The temple, run by Dada Hanuman Charitable Trust, was just a small temple tucked away in the lanes of Meghaninagar, before the legend of Hanuman bringing couples closer spread. Ever since the first marriage of a couple here in 2003, scores of couples wait for Valentine’s Day to throng to the temple to get married.
For those who care about the rituals, the temple does everything it can, including a Ganesh pooja and a havan to the Kuldevi of the couple. The priest chants the verses as the couples exchange vows. “The couples then take blessings of Hanumanji and make a wish for their togetherness which never goes unfulfilled,” says Juguji.

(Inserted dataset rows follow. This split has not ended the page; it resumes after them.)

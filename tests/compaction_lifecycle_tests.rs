//! End-to-end compaction tests
//!
//! These tests cover the full planner -> worker -> catalog pipeline:
//! - Single-level compaction of a fully populated bucket
//! - Incomplete sources and partial buckets staying untouched
//! - Jitter-aligned bucket boundaries
//! - Sample fidelity between sources and destination
//! - Planner idempotence after compaction
//! - Concurrent reads observing either sources or destination, never a mix
//! - The background service end to end

use promcache::aggregation;
use promcache::catalog::ChunkCatalog;
use promcache::services::compactor::{compact, plan_tasks, CompactionTask, Compactor};
use promcache::services::{CompactionConfig, CompactionService, Service};
use promcache::storage::chunk::ChunkInfo;
use promcache::storage::writer::{ChunkBuf, ChunkWriter};
use promcache::types::{
    is_missing, jitter_offset, labels_fingerprint, DurationSecs, Labels, MetricSeries, Time,
};
use std::collections::HashMap;
use std::path::Path;
use std::sync::Arc;
use tempfile::TempDir;
use tokio::sync::broadcast;

fn labels(job: &str) -> Labels {
    let mut l = Labels::new();
    l.insert("job".to_string(), job.to_string());
    l
}

/// Publish one complete chunk whose sample at column i is `from + i * step`
fn publish_complete(
    data_dir: &Path,
    query_hash: &str,
    from: Time,
    duration: DurationSecs,
    step: DurationSecs,
) -> ChunkInfo {
    let dir = data_dir.join(query_hash);
    std::fs::create_dir_all(&dir).unwrap();
    let mut buf = ChunkBuf::new();
    let mut writer =
        ChunkWriter::create(from, from + duration - step, duration, step, &mut buf).unwrap();
    let columns = (duration / step) as usize;
    let values: Vec<f64> = (0..columns).map(|i| (from + i as i64 * step) as f64).collect();
    writer
        .write_metric(&MetricSeries {
            labels: labels("node"),
            values,
        })
        .unwrap();
    writer.persist(&dir, query_hash).unwrap()
}

/// Publish an incomplete chunk missing its final column
fn publish_incomplete(
    data_dir: &Path,
    query_hash: &str,
    from: Time,
    duration: DurationSecs,
    step: DurationSecs,
) -> ChunkInfo {
    let dir = data_dir.join(query_hash);
    std::fs::create_dir_all(&dir).unwrap();
    let mut buf = ChunkBuf::new();
    let mut writer =
        ChunkWriter::create(from, from + duration - 2 * step, duration, step, &mut buf).unwrap();
    let columns = (duration / step) as usize;
    let mut values: Vec<f64> = (0..columns).map(|i| (from + i as i64 * step) as f64).collect();
    *values.last_mut().unwrap() = promcache::types::missing_sample();
    writer
        .write_metric(&MetricSeries {
            labels: labels("node"),
            values,
        })
        .unwrap();
    writer.persist(&dir, query_hash).unwrap()
}

fn rung_3600_14400() -> Compactor {
    Compactor {
        src_chunk_duration_seconds: 3600,
        dst_chunk_duration_seconds: 14400,
    }
}

/// Read a range through the catalog the way a query would
fn read_range(
    catalog: &ChunkCatalog,
    query_hash: &str,
    from: Time,
    to: Time,
    step: DurationSecs,
) -> HashMap<u64, MetricSeries> {
    catalog
        .read_range(query_hash, from, to, step, aggregation::last_value)
        .unwrap()
}

#[test]
fn test_single_level_compaction() {
    let tmp = TempDir::new().unwrap();
    let query = "q-single";
    let jitter = jitter_offset(query, 3600);

    let sources: Vec<ChunkInfo> = (0..4)
        .map(|i| publish_complete(tmp.path(), query, jitter + i * 3600, 3600, 60))
        .collect();

    let catalog = ChunkCatalog::open(tmp.path()).unwrap();
    assert_eq!(catalog.query_chunks(query).len(), 4);

    let tasks = plan_tasks(&rung_3600_14400(), query, jitter, &catalog.query_chunks(query));
    assert_eq!(tasks.len(), 1);
    assert_eq!(tasks[0].dst_chunk_ts, jitter);
    // Sources exactly tile the destination
    assert_eq!(
        tasks[0].src.len() as i64 * 3600,
        tasks[0].compactor.dst_chunk_duration_seconds
    );

    let mut buf = ChunkBuf::new();
    let dst = compact(&catalog, &tasks[0], &mut buf).unwrap();

    let remaining = catalog.query_chunks(query);
    assert_eq!(remaining.len(), 1);
    assert_eq!(remaining[0].from, jitter);
    assert_eq!(remaining[0].duration, 14400);
    assert_eq!(remaining[0].step, 60);
    assert_eq!(remaining[0].last_ts, jitter + 14400 - 60);
    assert!(remaining[0].is_complete());
    assert!(dst.path.exists());

    for src in &sources {
        assert!(!src.path.exists(), "source file survived compaction");
    }
}

#[test]
fn test_incomplete_source_blocks_bucket() {
    let tmp = TempDir::new().unwrap();
    let query = "q-incomplete";
    let jitter = jitter_offset(query, 3600);

    for i in 0..3 {
        publish_complete(tmp.path(), query, jitter + i * 3600, 3600, 60);
    }
    publish_incomplete(tmp.path(), query, jitter + 3 * 3600, 3600, 60);

    let catalog = ChunkCatalog::open(tmp.path()).unwrap();
    let tasks = plan_tasks(&rung_3600_14400(), query, jitter, &catalog.query_chunks(query));

    assert!(tasks.is_empty());
    assert_eq!(catalog.query_chunks(query).len(), 4);
}

#[test]
fn test_jitter_aligned_bucket() {
    let tmp = TempDir::new().unwrap();
    let query = "q-jittered";
    let jitter = jitter_offset(query, 3600);

    for i in 0..4 {
        publish_complete(tmp.path(), query, jitter + i * 3600, 3600, 60);
    }

    let catalog = ChunkCatalog::open(tmp.path()).unwrap();
    let tasks = plan_tasks(&rung_3600_14400(), query, jitter, &catalog.query_chunks(query));

    assert_eq!(tasks.len(), 1);
    assert_eq!(tasks[0].dst_chunk_ts, jitter);
    assert_eq!((tasks[0].dst_chunk_ts - jitter) % 14400, 0);
}

#[test]
fn test_compaction_preserves_samples() {
    let tmp = TempDir::new().unwrap();
    let query = "q-fidelity";
    let jitter = jitter_offset(query, 3600);

    for i in 0..4 {
        publish_complete(tmp.path(), query, jitter + i * 3600, 3600, 60);
    }

    let catalog = ChunkCatalog::open(tmp.path()).unwrap();
    let before = read_range(&catalog, query, jitter, jitter + 14400, 60);

    let tasks = plan_tasks(&rung_3600_14400(), query, jitter, &catalog.query_chunks(query));
    let mut buf = ChunkBuf::new();
    compact(&catalog, &tasks[0], &mut buf).unwrap();

    let after = read_range(&catalog, query, jitter, jitter + 14400, 60);

    let fp = labels_fingerprint(&labels("node"));
    let (before, after) = (&before[&fp], &after[&fp]);
    assert_eq!(before.values.len(), after.values.len());
    for (i, (b, a)) in before.values.iter().zip(after.values.iter()).enumerate() {
        assert_eq!(
            b.to_bits(),
            a.to_bits(),
            "sample {} changed across compaction",
            i
        );
        assert!(!is_missing(*a), "sample {} went missing", i);
    }
}

#[test]
fn test_planner_idempotent_after_compaction() {
    let tmp = TempDir::new().unwrap();
    let query = "q-idem";
    let jitter = jitter_offset(query, 3600);

    for i in 0..4 {
        publish_complete(tmp.path(), query, jitter + i * 3600, 3600, 60);
    }

    let catalog = ChunkCatalog::open(tmp.path()).unwrap();
    let rung = rung_3600_14400();
    let tasks = plan_tasks(&rung, query, jitter, &catalog.query_chunks(query));
    assert_eq!(tasks.len(), 1);

    let mut buf = ChunkBuf::new();
    compact(&catalog, &tasks[0], &mut buf).unwrap();

    // Unchanged catalog, second pass: nothing left to do
    let again = plan_tasks(&rung, query, jitter, &catalog.query_chunks(query));
    assert!(again.is_empty());
}

#[test]
fn test_two_rung_ladder() {
    let tmp = TempDir::new().unwrap();
    let query = "q-ladder";
    let jitter = jitter_offset(query, 3600);

    // Twelve hours of base chunks
    for i in 0..12 {
        publish_complete(tmp.path(), query, jitter + i * 3600, 3600, 60);
    }

    let catalog = ChunkCatalog::open(tmp.path()).unwrap();
    let rungs = [
        rung_3600_14400(),
        Compactor {
            src_chunk_duration_seconds: 14400,
            dst_chunk_duration_seconds: 43200,
        },
    ];
    let mut buf = ChunkBuf::new();

    // First pass compacts the base chunks into three 4h chunks
    let tasks = plan_tasks(&rungs[0], query, jitter, &catalog.query_chunks(query));
    assert_eq!(tasks.len(), 3);
    for task in &tasks {
        compact(&catalog, task, &mut buf).unwrap();
    }

    // Second rung now sees a full bucket of 4h chunks
    let tasks = plan_tasks(&rungs[1], query, jitter, &catalog.query_chunks(query));
    assert_eq!(tasks.len(), 1);
    assert_eq!(tasks[0].dst_chunk_ts, jitter);
    compact(&catalog, &tasks[0], &mut buf).unwrap();

    let remaining = catalog.query_chunks(query);
    assert_eq!(remaining.len(), 1);
    assert_eq!(remaining[0].duration, 43200);
    assert!(remaining[0].is_complete());

    // Samples survived both hops
    let acc = read_range(&catalog, query, jitter, jitter + 43200, 60);
    let series = &acc[&labels_fingerprint(&labels("node"))];
    assert_eq!(series.values.len(), 720);
    for (i, v) in series.values.iter().enumerate() {
        assert_eq!(*v, (jitter + i as i64 * 60) as f64);
    }
}

#[test]
fn test_concurrent_reads_see_consistent_data() {
    let tmp = TempDir::new().unwrap();
    let query = "q-concurrent";
    let jitter = jitter_offset(query, 3600);

    for i in 0..4 {
        publish_complete(tmp.path(), query, jitter + i * 3600, 3600, 60);
    }

    let catalog = Arc::new(ChunkCatalog::open(tmp.path()).unwrap());
    let stop = Arc::new(std::sync::atomic::AtomicBool::new(false));

    let reader_catalog = catalog.clone();
    let reader_stop = stop.clone();
    let reader = std::thread::spawn(move || {
        let fp = labels_fingerprint(&labels("node"));
        let mut passes = 0u32;
        while !reader_stop.load(std::sync::atomic::Ordering::Relaxed) {
            let acc = read_range(&reader_catalog, query, jitter, jitter + 14400, 60);
            let series = acc.get(&fp).expect("series disappeared mid-compaction");
            assert_eq!(series.values.len(), 240);
            for (i, v) in series.values.iter().enumerate() {
                let expected = (jitter + i as i64 * 60) as f64;
                assert_eq!(
                    *v, expected,
                    "column {} saw {} instead of {}: mixed source/destination read",
                    i, v, expected
                );
            }
            passes += 1;
        }
        passes
    });

    let tasks = plan_tasks(
        &rung_3600_14400(),
        query,
        jitter,
        &catalog.query_chunks(query),
    );
    let mut buf = ChunkBuf::new();
    compact(&catalog, &tasks[0], &mut buf).unwrap();

    // Let the reader observe the post-compaction state too
    std::thread::sleep(std::time::Duration::from_millis(50));
    stop.store(true, std::sync::atomic::Ordering::Relaxed);
    let passes = reader.join().unwrap();
    assert!(passes > 0, "reader never completed a pass");
}

#[test]
fn test_stale_task_sources_detected() {
    let tmp = TempDir::new().unwrap();
    let query = "q-stale";
    let jitter = jitter_offset(query, 3600);

    for i in 0..4 {
        publish_complete(tmp.path(), query, jitter + i * 3600, 3600, 60);
    }

    let catalog = ChunkCatalog::open(tmp.path()).unwrap();
    let tasks = plan_tasks(&rung_3600_14400(), query, jitter, &catalog.query_chunks(query));
    let task: CompactionTask = tasks.into_iter().next().unwrap();

    // Another actor compacts the bucket first
    let mut buf = ChunkBuf::new();
    compact(&catalog, &task, &mut buf).unwrap();

    // The stale task's sources are no longer referenced
    let stale = task
        .src
        .iter()
        .any(|s| !catalog.contains(query, &s.path));
    assert!(stale);
}

#[tokio::test]
async fn test_compaction_service_end_to_end() {
    let _ = tracing_subscriber::fmt().with_test_writer().try_init();

    let tmp = TempDir::new().unwrap();
    let query = "q-service";
    let jitter = jitter_offset(query, 3600);

    for i in 0..4 {
        publish_complete(tmp.path(), query, jitter + i * 3600, 3600, 60);
    }

    let catalog = Arc::new(ChunkCatalog::open(tmp.path()).unwrap());
    let config = CompactionConfig {
        interval_seconds: 1,
        workers_num: 2,
        compactors: vec![rung_3600_14400()],
    };
    let service = Arc::new(CompactionService::new(config, catalog.clone()).unwrap());

    let (tx, rx) = broadcast::channel(1);
    let handle = {
        let service = service.clone();
        tokio::spawn(async move { service.start(rx).await })
    };

    // Wait for the first cycle to land
    let deadline = tokio::time::Instant::now() + std::time::Duration::from_secs(10);
    loop {
        let chunks = catalog.query_chunks(query);
        if chunks.len() == 1 && chunks[0].duration == 14400 {
            break;
        }
        assert!(
            tokio::time::Instant::now() < deadline,
            "compaction service never compacted the bucket"
        );
        tokio::time::sleep(std::time::Duration::from_millis(50)).await;
    }

    tx.send(()).unwrap();
    handle.await.unwrap().unwrap();
}

#[tokio::test]
async fn test_service_shutdown_without_work() {
    let tmp = TempDir::new().unwrap();
    let catalog = Arc::new(ChunkCatalog::open(tmp.path()).unwrap());
    let service = Arc::new(
        CompactionService::new(CompactionConfig::default(), catalog).unwrap(),
    );

    let (tx, rx) = broadcast::channel(1);
    let handle = {
        let service = service.clone();
        tokio::spawn(async move { service.start(rx).await })
    };

    tokio::time::sleep(std::time::Duration::from_millis(50)).await;
    tx.send(()).unwrap();
    assert!(handle.await.unwrap().is_ok());
}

The registration of the marriages is done at the temple for Hindus. However, for inter-faith marriages, the couples first register themselves under the Special Marriage Act. The temple has helped several Hindu-Muslim and Hindu-Christian couples get married here till 2008. Among them, more than 100 odd Hindu-Muslim couples got married at the temple till 2008. The inter-faith marriages stopped here after 2008 as some political groups protested against it.
The couples pay a fee (anywhere between Rs 101 and Rs 1,501) to get their marriage ceremony organised in the temple. However, the marriages for the poor are free. After an year of marriage, when they are blessed with a child, the couples return to the temple to pay obeisance. The temple had couples from Rajasthan, Maharashtra, besides a few NRIs.